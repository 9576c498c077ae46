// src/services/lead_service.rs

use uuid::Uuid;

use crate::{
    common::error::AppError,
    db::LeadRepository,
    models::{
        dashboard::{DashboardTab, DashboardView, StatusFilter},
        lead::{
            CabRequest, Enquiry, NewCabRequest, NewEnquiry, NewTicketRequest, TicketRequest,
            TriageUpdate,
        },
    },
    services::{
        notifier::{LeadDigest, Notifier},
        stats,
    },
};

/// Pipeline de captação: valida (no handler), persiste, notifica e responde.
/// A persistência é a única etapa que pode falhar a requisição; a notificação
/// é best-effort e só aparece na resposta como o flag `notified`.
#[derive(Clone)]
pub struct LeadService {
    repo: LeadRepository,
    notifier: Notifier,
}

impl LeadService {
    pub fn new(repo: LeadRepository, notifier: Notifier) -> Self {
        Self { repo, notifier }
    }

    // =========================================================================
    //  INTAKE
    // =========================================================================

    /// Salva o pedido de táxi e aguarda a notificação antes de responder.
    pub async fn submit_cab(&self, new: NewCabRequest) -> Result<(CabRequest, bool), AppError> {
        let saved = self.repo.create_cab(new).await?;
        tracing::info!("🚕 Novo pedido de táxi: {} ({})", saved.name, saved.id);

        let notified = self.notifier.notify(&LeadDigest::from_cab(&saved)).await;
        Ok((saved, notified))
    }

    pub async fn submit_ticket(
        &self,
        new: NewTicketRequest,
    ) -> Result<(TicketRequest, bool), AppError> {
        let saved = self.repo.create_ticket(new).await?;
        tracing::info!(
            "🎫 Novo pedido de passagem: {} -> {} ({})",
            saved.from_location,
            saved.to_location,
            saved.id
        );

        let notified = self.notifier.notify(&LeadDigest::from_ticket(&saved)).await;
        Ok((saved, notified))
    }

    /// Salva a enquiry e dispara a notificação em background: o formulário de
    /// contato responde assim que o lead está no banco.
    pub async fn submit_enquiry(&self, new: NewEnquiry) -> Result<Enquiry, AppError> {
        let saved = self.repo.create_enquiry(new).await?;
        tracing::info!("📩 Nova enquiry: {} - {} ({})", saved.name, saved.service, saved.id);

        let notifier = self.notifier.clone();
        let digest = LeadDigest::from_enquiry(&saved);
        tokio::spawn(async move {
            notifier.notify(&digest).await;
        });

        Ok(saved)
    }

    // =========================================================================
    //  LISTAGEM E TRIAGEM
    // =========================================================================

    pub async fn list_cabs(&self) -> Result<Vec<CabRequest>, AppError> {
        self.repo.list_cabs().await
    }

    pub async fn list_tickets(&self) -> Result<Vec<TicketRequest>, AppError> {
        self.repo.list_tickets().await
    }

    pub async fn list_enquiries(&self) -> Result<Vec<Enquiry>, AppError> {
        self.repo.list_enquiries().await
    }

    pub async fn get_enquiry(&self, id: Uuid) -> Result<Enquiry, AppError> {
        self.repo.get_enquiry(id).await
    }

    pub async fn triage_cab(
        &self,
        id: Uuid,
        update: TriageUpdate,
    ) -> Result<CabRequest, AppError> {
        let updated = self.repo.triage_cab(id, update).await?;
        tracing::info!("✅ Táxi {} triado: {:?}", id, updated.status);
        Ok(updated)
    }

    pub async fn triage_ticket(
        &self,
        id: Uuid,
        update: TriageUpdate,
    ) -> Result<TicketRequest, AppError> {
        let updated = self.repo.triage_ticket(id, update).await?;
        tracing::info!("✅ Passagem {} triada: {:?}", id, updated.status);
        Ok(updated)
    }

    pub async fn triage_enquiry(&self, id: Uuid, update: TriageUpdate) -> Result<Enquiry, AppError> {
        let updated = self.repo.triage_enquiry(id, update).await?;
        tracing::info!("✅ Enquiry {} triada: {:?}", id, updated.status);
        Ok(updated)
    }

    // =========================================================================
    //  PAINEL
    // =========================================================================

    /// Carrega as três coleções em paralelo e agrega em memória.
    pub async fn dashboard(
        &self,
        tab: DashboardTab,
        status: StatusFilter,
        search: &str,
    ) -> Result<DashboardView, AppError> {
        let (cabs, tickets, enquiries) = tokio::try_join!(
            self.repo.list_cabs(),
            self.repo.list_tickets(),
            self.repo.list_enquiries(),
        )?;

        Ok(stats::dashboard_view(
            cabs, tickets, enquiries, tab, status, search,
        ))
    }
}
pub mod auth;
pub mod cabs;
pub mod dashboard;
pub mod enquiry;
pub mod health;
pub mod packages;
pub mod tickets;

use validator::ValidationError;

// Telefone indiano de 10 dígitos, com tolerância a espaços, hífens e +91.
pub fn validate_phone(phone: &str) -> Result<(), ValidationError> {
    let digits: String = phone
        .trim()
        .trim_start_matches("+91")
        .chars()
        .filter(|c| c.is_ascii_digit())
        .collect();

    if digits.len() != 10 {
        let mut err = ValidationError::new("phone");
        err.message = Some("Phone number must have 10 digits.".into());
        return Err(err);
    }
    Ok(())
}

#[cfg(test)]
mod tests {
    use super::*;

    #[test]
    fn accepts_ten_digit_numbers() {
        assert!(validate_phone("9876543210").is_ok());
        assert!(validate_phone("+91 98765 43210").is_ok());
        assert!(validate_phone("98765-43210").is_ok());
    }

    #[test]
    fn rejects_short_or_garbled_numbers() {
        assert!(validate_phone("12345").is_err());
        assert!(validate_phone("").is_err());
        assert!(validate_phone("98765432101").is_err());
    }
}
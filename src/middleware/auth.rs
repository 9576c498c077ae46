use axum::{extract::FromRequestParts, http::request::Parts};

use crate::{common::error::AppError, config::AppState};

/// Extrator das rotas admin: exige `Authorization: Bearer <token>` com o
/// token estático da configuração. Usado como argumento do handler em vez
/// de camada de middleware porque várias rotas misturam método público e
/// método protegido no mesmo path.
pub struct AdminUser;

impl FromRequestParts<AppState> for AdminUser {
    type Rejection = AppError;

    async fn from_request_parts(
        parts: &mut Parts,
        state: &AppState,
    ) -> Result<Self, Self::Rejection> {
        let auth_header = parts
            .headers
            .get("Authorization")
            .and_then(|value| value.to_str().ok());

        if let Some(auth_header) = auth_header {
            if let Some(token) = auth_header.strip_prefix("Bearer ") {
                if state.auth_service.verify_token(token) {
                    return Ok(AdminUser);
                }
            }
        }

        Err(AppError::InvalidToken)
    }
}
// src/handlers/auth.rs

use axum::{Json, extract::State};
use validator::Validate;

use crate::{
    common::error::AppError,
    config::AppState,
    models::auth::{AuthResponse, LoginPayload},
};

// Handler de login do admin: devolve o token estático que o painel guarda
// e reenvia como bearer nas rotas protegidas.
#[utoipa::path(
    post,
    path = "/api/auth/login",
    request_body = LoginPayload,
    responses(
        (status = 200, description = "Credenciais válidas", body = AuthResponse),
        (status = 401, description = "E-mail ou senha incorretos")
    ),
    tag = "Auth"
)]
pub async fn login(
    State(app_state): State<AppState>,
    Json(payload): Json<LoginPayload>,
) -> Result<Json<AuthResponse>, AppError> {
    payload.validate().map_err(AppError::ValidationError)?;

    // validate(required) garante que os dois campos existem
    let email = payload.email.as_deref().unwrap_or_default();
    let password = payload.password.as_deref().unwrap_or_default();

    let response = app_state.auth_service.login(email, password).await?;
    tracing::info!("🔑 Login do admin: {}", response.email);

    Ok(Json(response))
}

__To do__: Print each entry exactly as it appears above.

__Reply to the exercise__:
repository 9576c498c077ae46
// src/services/lead_service.rs

use uuid::Uuid;

use crate::{
    common::error::AppError,
    db::LeadRepository,
    models::{
        dashboard::{DashboardTab, DashboardView, StatusFilter},
        lead::{
            CabRequest, Enquiry, NewCabRequest, NewEnquiry, NewTicketRequest, TicketRequest,
            TriageUpdate,
        },
    },
    services::{
        notifier::{LeadDigest, Notifier},
        stats,
    },
};

/// Pipeline de captação: valida (no handler), persiste, notifica e responde.
/// A persistência é a única etapa que pode falhar a requisição; a notificação
/// é best-effort e só aparece na resposta como o flag `notified`.
#[derive(Clone)]
pub struct LeadService {
    repo: LeadRepository,
    notifier: Notifier,
}

impl LeadService {
    pub fn new(repo: LeadRepository, notifier: Notifier) -> Self {
        Self { repo, notifier }
    }

    // =========================================================================
    //  INTAKE
    // =========================================================================

    /// Salva o pedido de táxi e aguarda a notificação antes de responder.
    pub async fn submit_cab(&self, new: NewCabRequest) -> Result<(CabRequest, bool), AppError> {
        let saved = self.repo.create_cab(new).await?;
        tracing::info!("🚕 Novo pedido de táxi: {} ({})", saved.name, saved.id);

        let notified = self.notifier.notify(&LeadDigest::from_cab(&saved)).await;
        Ok((saved, notified))
    }

    pub async fn submit_ticket(
        &self,
        new: NewTicketRequest,
    ) -> Result<(TicketRequest, bool), AppError> {
        let saved = self.repo.create_ticket(new).await?;
        tracing::info!(
            "🎫 Novo pedido de passagem: {} -> {} ({})",
            saved.from_location,
            saved.to_location,
            saved.id
        );

        let notified = self.notifier.notify(&LeadDigest::from_ticket(&saved)).await;
        Ok((saved, notified))
    }

    /// Salva a enquiry e dispara a notificação em background: o formulário de
    /// contato responde assim que o lead está no banco.
    pub async fn submit_enquiry(&self, new: NewEnquiry) -> Result<Enquiry, AppError> {
        let saved = self.repo.create_enquiry(new).await?;
        tracing::info!("📩 Nova enquiry: {} - {} ({})", saved.name, saved.service, saved.id);

        let notifier = self.notifier.clone();
        let digest = LeadDigest::from_enquiry(&saved);
        tokio::spawn(async move {
            notifier.notify(&digest).await;
        });

        Ok(saved)
    }

    // =========================================================================
    //  LISTAGEM E TRIAGEM
    // =========================================================================

    pub async fn list_cabs(&self) -> Result<Vec<CabRequest>, AppError> {
        self.repo.list_cabs().await
    }

    pub async fn list_tickets(&self) -> Result<Vec<TicketRequest>, AppError> {
        self.repo.list_tickets().await
    }

    pub async fn list_enquiries(&self) -> Result<Vec<Enquiry>, AppError> {
        self.repo.list_enquiries().await
    }

    pub async fn get_enquiry(&self, id: Uuid) -> Result<Enquiry, AppError> {
        self.repo.get_enquiry(id).await
    }

    pub async fn triage_cab(
        &self,
        id: Uuid,
        update: TriageUpdate,
    ) -> Result<CabRequest, AppError> {
        let updated = self.repo.triage_cab(id, update).await?;
        tracing::info!("✅ Táxi {} triado: {:?}", id, updated.status);
        Ok(updated)
    }

    pub async fn triage_ticket(
        &self,
        id: Uuid,
        update: TriageUpdate,
    ) -> Result<TicketRequest, AppError> {
        let updated = self.repo.triage_ticket(id, update).await?;
        tracing::info!("✅ Passagem {} triada: {:?}", id, updated.status);
        Ok(updated)
    }

    pub async fn triage_enquiry(&self, id: Uuid, update: TriageUpdate) -> Result<Enquiry, AppError> {
        let updated = self.repo.triage_enquiry(id, update).await?;
        tracing::info!("✅ Enquiry {} triada: {:?}", id, updated.status);
        Ok(updated)
    }

    // =========================================================================
    //  PAINEL
    // =========================================================================

    /// Carrega as três coleções em paralelo e agrega em memória.
    pub async fn dashboard(
        &self,
        tab: DashboardTab,
        status: StatusFilter,
        search: &str,
    ) -> Result<DashboardView, AppError> {
        let (cabs, tickets, enquiries) = tokio::try_join!(
            self.repo.list_cabs(),
            self.repo.list_tickets(),
            self.repo.list_enquiries(),
        )?;

        Ok(stats::dashboard_view(
            cabs, tickets, enquiries, tab, status, search,
        ))
    }
}
pub mod auth;
pub mod cabs;
pub mod dashboard;
pub mod enquiry;
pub mod health;
pub mod packages;
pub mod tickets;

use validator::ValidationError;

// Telefone indiano de 10 dígitos, com tolerância a espaços, hífens e +91.
pub fn validate_phone(phone: &str) -> Result<(), ValidationError> {
    let digits: String = phone
        .trim()
        .trim_start_matches("+91")
        .chars()
        .filter(|c| c.is_ascii_digit())
        .collect();

    if digits.len() != 10 {
        let mut err = ValidationError::new("phone");
        err.message = Some("Phone number must have 10 digits.".into());
        return Err(err);
    }
    Ok(())
}

#[cfg(test)]
mod tests {
    use super::*;

    #[test]
    fn accepts_ten_digit_numbers() {
        assert!(validate_phone("9876543210").is_ok());
        assert!(validate_phone("+91 98765 43210").is_ok());
        assert!(validate_phone("98765-43210").is_ok());
    }

    #[test]
    fn rejects_short_or_garbled_numbers() {
        assert!(validate_phone("12345").is_err());
        assert!(validate_phone("").is_err());
        assert!(validate_phone("98765432101").is_err());
    }
}
filename src/middleware/auth.rs
repository 9576c498c077ae46
use axum::{extract::FromRequestParts, http::request::Parts};

use crate::{common::error::AppError, config::AppState};

/// Extrator das rotas admin: exige `Authorization: Bearer <token>` com o
/// token estático da configuração. Usado como argumento do handler em vez
/// de camada de middleware porque várias rotas misturam método público e
/// método protegido no mesmo path.
pub struct AdminUser;

impl FromRequestParts<AppState> for AdminUser {
    type Rejection = AppError;

    async fn from_request_parts(
        parts: &mut Parts,
        state: &AppState,
    ) -> Result<Self, Self::Rejection> {
        let auth_header = parts
            .headers
            .get("Authorization")
            .and_then(|value| value.to_str().ok());

        if let Some(auth_header) = auth_header {
            if let Some(token) = auth_header.strip_prefix("Bearer ") {
                if state.auth_service.verify_token(token) {
                    return Ok(AdminUser);
                }
            }
        }

        Err(AppError::InvalidToken)
    }
}
// src/handlers/auth.rs

use axum::{Json, extract::State};
use validator::Validate;

use crate::{
    common::error::AppError,
    config::AppState,
    models::auth::{AuthResponse, LoginPayload},
};

// Handler de login do admin: devolve o token estático que o painel guarda
// e reenvia como bearer nas rotas protegidas.
#[utoipa::path(
    post,
    path = "/api/auth/login",
    request_body = LoginPayload,
    responses(
        (status = 200, description = "Credenciais válidas", body = AuthResponse),
        (status = 401, description = "E-mail ou senha incorretos")
    ),
    tag = "Auth"
)]
pub async fn login(
    State(app_state): State<AppState>,
    Json(payload): Json<LoginPayload>,
) -> Result<Json<AuthResponse>, AppError> {
    payload.validate().map_err(AppError::ValidationError)?;

    // validate(required) garante que os dois campos existem
    let email = payload.email.as_deref().unwrap_or_default();
    let password = payload.password.as_deref().unwrap_or_default();

    let response = app_state.auth_service.login(email, password).await?;
    tracing::info!("🔑 Login do admin: {}", response.email);

    Ok(Json(response))
}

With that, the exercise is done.